On Mon, Aug 23, 2010 at 10:14 PM, vefatica <> wrote:
> On Mon, 23 Aug 2010 20:42:42 -0400, DMcCunney
> <> wrote:
> |Out of curiosity, how often do you need to do it?
> Recently, once. *But if the functionality had been there for the last
> 20 years or so I probably would have used it a few times
"A few" != "many".
> |I recall seeing requests back in the old 4DOS days to build in
> |functionality that could either be provided by third-party
> |applications called from 4DOS, or implemented through 4DOS BTM files.
> |A lot of them struck me as "This is something else's job. *Use the
> |something else." cases, and so does this.

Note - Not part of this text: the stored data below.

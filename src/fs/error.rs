//! Filesystem error translation
//!
//! Every `io::Error` coming out of a filesystem call is wrapped in an
//! [`FsError`] that remembers the syscall and path, classified into a closed
//! [`FsErrorKind`], and mapped onto an HTTP status by an exhaustive match.

use std::io;
use std::path::{Path, PathBuf};

use hyper::StatusCode;
use serde_json::json;

/// Closed classification of OS errors
#[derive(Debug, Clone, Copy, PartialEq, Eq)]
pub enum FsErrorKind {
    InvalidArgument,
    IsDirectory,
    NotDirectory,
    NameTooLong,
    PermissionDenied,
    NotFound,
    Io,
    OutOfMemory,
    Busy,
    Other,
}

impl FsErrorKind {
    /// Classify an `io::Error`, preferring the raw errno when there is one
    pub fn classify(err: &io::Error) -> Self {
        if let Some(errno) = err.raw_os_error() {
            let kind = Self::from_errno(errno);
            if kind != Self::Other {
                return kind;
            }
        }
        match err.kind() {
            io::ErrorKind::NotFound => Self::NotFound,
            io::ErrorKind::PermissionDenied => Self::PermissionDenied,
            io::ErrorKind::InvalidInput => Self::InvalidArgument,
            io::ErrorKind::OutOfMemory => Self::OutOfMemory,
            _ => Self::Other,
        }
    }

    pub const fn from_errno(errno: i32) -> Self {
        match errno {
            libc::EINVAL => Self::InvalidArgument,
            libc::EISDIR => Self::IsDirectory,
            libc::ENOTDIR => Self::NotDirectory,
            libc::ENAMETOOLONG => Self::NameTooLong,
            libc::EACCES | libc::EPERM => Self::PermissionDenied,
            libc::ENOENT => Self::NotFound,
            libc::EIO => Self::Io,
            libc::ENOMEM => Self::OutOfMemory,
            libc::EBUSY => Self::Busy,
            _ => Self::Other,
        }
    }

    pub const fn status(self) -> StatusCode {
        match self {
            Self::InvalidArgument | Self::IsDirectory | Self::NotDirectory | Self::NameTooLong => {
                StatusCode::BAD_REQUEST
            }
            Self::PermissionDenied => StatusCode::FORBIDDEN,
            Self::NotFound => StatusCode::NOT_FOUND,
            Self::Io | Self::OutOfMemory | Self::Other => StatusCode::INTERNAL_SERVER_ERROR,
            Self::Busy => StatusCode::SERVICE_UNAVAILABLE,
        }
    }
}

/// Symbolic errno name, `UNKNOWN` when the number is not in the table
pub const fn errno_name(errno: i32) -> &'static str {
    match errno {
        libc::EPERM => "EPERM",
        libc::ENOENT => "ENOENT",
        libc::EIO => "EIO",
        libc::ENXIO => "ENXIO",
        libc::EBADF => "EBADF",
        libc::ENOMEM => "ENOMEM",
        libc::EACCES => "EACCES",
        libc::EBUSY => "EBUSY",
        libc::EEXIST => "EEXIST",
        libc::EXDEV => "EXDEV",
        libc::ENOTDIR => "ENOTDIR",
        libc::EISDIR => "EISDIR",
        libc::EINVAL => "EINVAL",
        libc::EMFILE => "EMFILE",
        libc::EFBIG => "EFBIG",
        libc::ENOSPC => "ENOSPC",
        libc::EROFS => "EROFS",
        libc::ENAMETOOLONG => "ENAMETOOLONG",
        libc::ENOTEMPTY => "ENOTEMPTY",
        libc::ELOOP => "ELOOP",
        _ => "UNKNOWN",
    }
}

/// A failed filesystem call
#[derive(Debug, thiserror::Error)]
#[error("{code}: {source}, {syscall} '{}'", .path.display())]
pub struct FsError {
    kind: FsErrorKind,
    code: &'static str,
    errno: Option<i32>,
    syscall: &'static str,
    path: PathBuf,
    #[source]
    source: io::Error,
}

impl FsError {
    pub fn new(source: io::Error, syscall: &'static str, path: impl Into<PathBuf>) -> Self {
        let errno = source.raw_os_error();
        let code = match errno {
            Some(n) => errno_name(n),
            None if source.kind() == io::ErrorKind::UnexpectedEof => "EOF",
            None => "UNKNOWN",
        };
        Self {
            kind: FsErrorKind::classify(&source),
            code,
            errno,
            syscall,
            path: path.into(),
            source,
        }
    }

    /// Error for an errno the engine raises itself (e.g. reading a directory)
    pub fn from_errno(errno: i32, syscall: &'static str, path: impl Into<PathBuf>) -> Self {
        Self::new(io::Error::from_raw_os_error(errno), syscall, path)
    }

    pub const fn kind(&self) -> FsErrorKind {
        self.kind
    }

    pub const fn code(&self) -> &'static str {
        self.code
    }

    pub const fn errno(&self) -> Option<i32> {
        self.errno
    }

    pub const fn syscall(&self) -> &'static str {
        self.syscall
    }

    pub fn path(&self) -> &Path {
        &self.path
    }

    pub const fn status(&self) -> StatusCode {
        self.kind.status()
    }

    /// Header-ready `(field, value)` pairs
    pub fn fields(&self) -> Vec<(&'static str, String)> {
        let mut fields = vec![("Code", self.code.to_string())];
        if let Some(errno) = self.errno {
            // negative, the way libuv reports it
            fields.push(("Errno", (-errno).to_string()));
        }
        fields.push(("Syscall", self.syscall.to_string()));
        fields.push(("Path", self.path.display().to_string()));
        fields
    }

    pub fn to_json(&self) -> serde_json::Value {
        json!({
            "message": self.to_string(),
            "code": self.code,
            "errno": self.errno.map(|n| -n),
            "syscall": self.syscall,
            "path": self.path.display().to_string(),
        })
    }
}

/// Attach syscall and path context to an `io::Result`
pub trait FsResultExt<T> {
    fn fs_context(self, syscall: &'static str, path: &Path) -> Result<T, FsError>;
}

impl<T> FsResultExt<T> for io::Result<T> {
    fn fs_context(self, syscall: &'static str, path: &Path) -> Result<T, FsError> {
        self.map_err(|err| FsError::new(err, syscall, path))
    }
}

> TCC is chock-full of functionality which is provided by third party
> apps, or which can be accomplished with a script (often with no loss
> of speed). *A good example is DO's processing each line of the output
> of a command. *The good old fashioned way (a temp file) is much
And the good old fashioned way is with us because MS-DOS didn't
support connecting the standard output of a program directly to the
standard input of another program the way Unix does things. (Since
DOS was single tasking, it couldn't. You had to use a temp file. I
would do that on a RAM disk to speed things further.)

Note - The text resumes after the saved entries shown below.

//! Logger module
//!
//! Provides logging utilities for the engine including:
//! - Per-request logging with multiple formats
//! - Error, warning and debug diagnostics
//! - File-based logging support

mod format;
pub mod writer;

pub use format::RequestLogEntry;

use std::str::FromStr;

use crate::config::Config;

/// Diagnostic verbosity, ordered from quietest
#[derive(Debug, Clone, Copy, PartialEq, Eq, PartialOrd, Ord)]
pub enum Level {
    Off,
    Error,
    Warn,
    Info,
    Debug,
}

impl FromStr for Level {
    type Err = String;

    fn from_str(s: &str) -> Result<Self, Self::Err> {
        match s.to_ascii_lowercase().as_str() {
            "off" | "none" => Ok(Self::Off),
            "error" => Ok(Self::Error),
            "warn" | "warning" => Ok(Self::Warn),
            "info" => Ok(Self::Info),
            "debug" | "trace" => Ok(Self::Debug),
            other => Err(format!("Unknown log level: {other}")),
        }
    }
}

/// Initialize the logger with configuration
///
/// Should be called once at application startup. Library users who never
/// call it get no output.
pub fn init(config: &Config) -> std::io::Result<()> {
    let level = config
        .logging
        .level
        .parse()
        .map_err(|e: String| std::io::Error::new(std::io::ErrorKind::InvalidInput, e))?;
    writer::init(
        level,
        config.logging.access_log_file.as_deref(),
        config.logging.error_log_file.as_deref(),
    )
}

fn write_error(level: Level, message: &str) {
    if let Some(writer) = writer::get().filter(|w| w.enabled(level)) {
        writer.write_error(message);
    }
}

pub fn log_error(message: &str) {
    write_error(Level::Error, &format!("[ERROR] {message}"));
}

pub fn log_warning(message: &str) {
    write_error(Level::Warn, &format!("[WARN] {message}"));
}

pub fn log_info(message: &str) {
    write_error(Level::Info, &format!("[INFO] {message}"));
}

pub fn log_debug(message: &str) {
    write_error(Level::Debug, &format!("[DEBUG] {message}"));
}

/// Log formatted request entry
pub fn log_request(entry: &RequestLogEntry, format: &str) {
    if let Some(writer) = writer::get() {
        writer.write_access(&entry.format(format));
    }
}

> |I spend a lot of time playing in the Unix sandbox, and in that
> |environment, my reflex is to create a shell script akin to the above,
> |and not request that the bash maintainers make it a built-in.
> |Built-ins are called for where there is a significant performance
> |improvement, but that assumes it's something I'll be doing a *lot*.
> |(And is why, for example, the Korn shell added things like integer
> |arithmetic as a built-in, rather than calling eval as an external:
> |doing math in a script *did* happen a lot, like keeping count in a
> |loop. *The same goes for making echo a built-in, aliased to the
> |internal print command, instead of calling /bin/echo every time you
> |wanted to write something to the screen. *The performance increase
> |made it feasible to write entire applications in the shell.)
> You're pretty much stuck with that in the UNIX world. *How often do
> UNIX shells get new features? *I was a tcsh junkie 15 (or so) years
> ago. *I'll bet it hasn't changed much.
The most recent version of tcsh is 6.17.00, dating from 7/10/09. I
don't believe the functionality has changed in years. Most versions
are likely bug fixes or due to ports to other environments. (Like
*nix itself, tcsh tries to be portable, and runs on things that aren't
PCs and under OSes that aren't Unix. There's a Win32 port under
Cygwin, and I believe there's a MinGW version.)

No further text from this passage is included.